In January, the Shaarey Zedek synagogue in Winnipeg and nearby Kelvin High School — both located in Carr's riding — were targeted by antisemitic graffiti. Winnipeg police have charged a 34-year-old man in connection with the incidents.
Police-reported hate crimes against Jewish people in Canada increased by 71 per cent between 2022 and 2023, according to Statistics Canada data. The vast majority of hate crimes targeting a religion over this period were directed at Jewish Canadians, the numbers show.
"It's difficult as a Jew, it's difficult as a member of Parliament and it's difficult as a Canadian. These are serious and real ongoing threats that are being made to the Jewish community, specifically in this country," said Carr.
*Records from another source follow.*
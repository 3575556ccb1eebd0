//! Exclusion and field extraction policies for disk scans.

use crate::config::BuilderConfig;
use crate::digest::md5_file;
use crate::error::{BuildError, BuildResult};
use chrono::{DateTime, Utc};
use regex::Regex;
use resync_core::Resource;
use std::fs::Metadata;
use std::io;
use std::path::Path;
use std::sync::Arc;

/// Decides which files and directories a scan skips.
///
/// File patterns are matched against the file name only, anchored at its
/// start. Directory names are compared exactly and prune the whole subtree.
#[derive(Debug, Clone)]
pub struct ExclusionPolicy {
    files: Vec<Regex>,
    dirs: Vec<String>,
}

impl ExclusionPolicy {
    /// Compiles the exclusion lists of a configuration.
    ///
    /// # Errors
    ///
    /// Returns [`BuildError::InvalidPattern`] for a pattern that does not
    /// compile.
    pub fn from_config(config: &BuilderConfig) -> BuildResult<Self> {
        let files = config
            .exclude_files
            .iter()
            .map(|pattern| {
                Regex::new(&format!("^(?:{pattern})")).map_err(|e| BuildError::InvalidPattern {
                    pattern: pattern.clone(),
                    message: e.to_string(),
                })
            })
            .collect::<BuildResult<Vec<_>>>()?;
        Ok(Self {
            files,
            dirs: config.exclude_dirs.clone(),
        })
    }

    /// Returns true if a file with this name is skipped.
    pub fn excludes_file(&self, name: &str) -> bool {
        self.files.iter().any(|re| re.is_match(name))
    }

    /// Returns true if a directory with this name is pruned.
    pub fn excludes_dir(&self, name: &str) -> bool {
        self.dirs.iter().any(|d| d == name)
    }
}

/// Extracts one optional field of a resource from a file.
pub type FieldExtractor<T> = Arc<dyn Fn(&Path, &Metadata) -> io::Result<Option<T>> + Send + Sync>;

/// One extractor per optional resource field.
///
/// The defaults read `lastmod` from the modification time, `size` from the
/// file length and `md5` from the file content, gated by the configuration.
/// Any extractor can be replaced.
#[derive(Clone)]
pub struct ExtractionPolicy {
    lastmod: FieldExtractor<DateTime<Utc>>,
    size: FieldExtractor<u64>,
    md5: FieldExtractor<String>,
}

impl ExtractionPolicy {
    /// Builds the default extractors for a configuration.
    pub fn from_config(config: &BuilderConfig) -> Self {
        let size: FieldExtractor<u64> = if config.do_size {
            Arc::new(file_size)
        } else {
            Arc::new(skip::<u64>)
        };
        let md5: FieldExtractor<String> = if config.do_md5 {
            Arc::new(file_md5)
        } else {
            Arc::new(skip::<String>)
        };
        Self {
            lastmod: Arc::new(file_mtime),
            size,
            md5,
        }
    }

    /// Replaces the `lastmod` extractor.
    #[must_use]
    pub fn with_lastmod<F>(mut self, f: F) -> Self
    where
        F: Fn(&Path, &Metadata) -> io::Result<Option<DateTime<Utc>>> + Send + Sync + 'static,
    {
        self.lastmod = Arc::new(f);
        self
    }

    /// Replaces the `size` extractor.
    #[must_use]
    pub fn with_size<F>(mut self, f: F) -> Self
    where
        F: Fn(&Path, &Metadata) -> io::Result<Option<u64>> + Send + Sync + 'static,
    {
        self.size = Arc::new(f);
        self
    }

    /// Replaces the `md5` extractor.
    #[must_use]
    pub fn with_md5<F>(mut self, f: F) -> Self
    where
        F: Fn(&Path, &Metadata) -> io::Result<Option<String>> + Send + Sync + 'static,
    {
        self.md5 = Arc::new(f);
        self
    }

    /// Builds the resource for `uri` from a file.
    pub fn extract(&self, uri: &str, path: &Path, meta: &Metadata) -> BuildResult<Resource> {
        let mut resource = Resource::new(uri)?;
        if let Some(lastmod) = (self.lastmod)(path, meta)? {
            resource = resource.with_lastmod(lastmod);
        }
        if let Some(size) = (self.size)(path, meta)? {
            resource = resource.with_size(size);
        }
        if let Some(md5) = (self.md5)(path, meta)? {
            resource = resource.with_md5(md5);
        }
        Ok(resource)
    }
}

fn skip<T>(_: &Path, _: &Metadata) -> io::Result<Option<T>> {
    Ok(None)
}

fn file_mtime(_: &Path, meta: &Metadata) -> io::Result<Option<DateTime<Utc>>> {
    Ok(Some(DateTime::<Utc>::from(meta.modified()?)))
}

fn file_size(_: &Path, meta: &Metadata) -> io::Result<Option<u64>> {
    Ok(Some(meta.len()))
}

fn file_md5(path: &Path, _: &Metadata) -> io::Result<Option<String>> {
    md5_file(path).map(Some)
}

impl std::fmt::Debug for ExtractionPolicy {
    fn fmt(&self, f: &mut std::fmt::Formatter<'_>) -> std::fmt::Result {
        f.debug_struct("ExtractionPolicy").finish_non_exhaustive()
    }
}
He said the wider Winnipeg community must speak out against all acts of hate and violence.
"What we need is there to be an effort led … by members of the community at large who will call these things out, who will demonstrate that this is not the country that they want to live in, whether that attack be against a Jew or a Muslim or a Sikh or a Hindu or a Christian on the basis of their faith," he said.
The Winnipeg Police Services said it's increasing patrols around local synagogues and other Jewish community spaces across the city in the wake of the GTA shootings.
Winnipeg police called the incidents "deeply concerning" in a social media post on Saturday, calling on Winnipeggers who see anything suspicious to report it to police.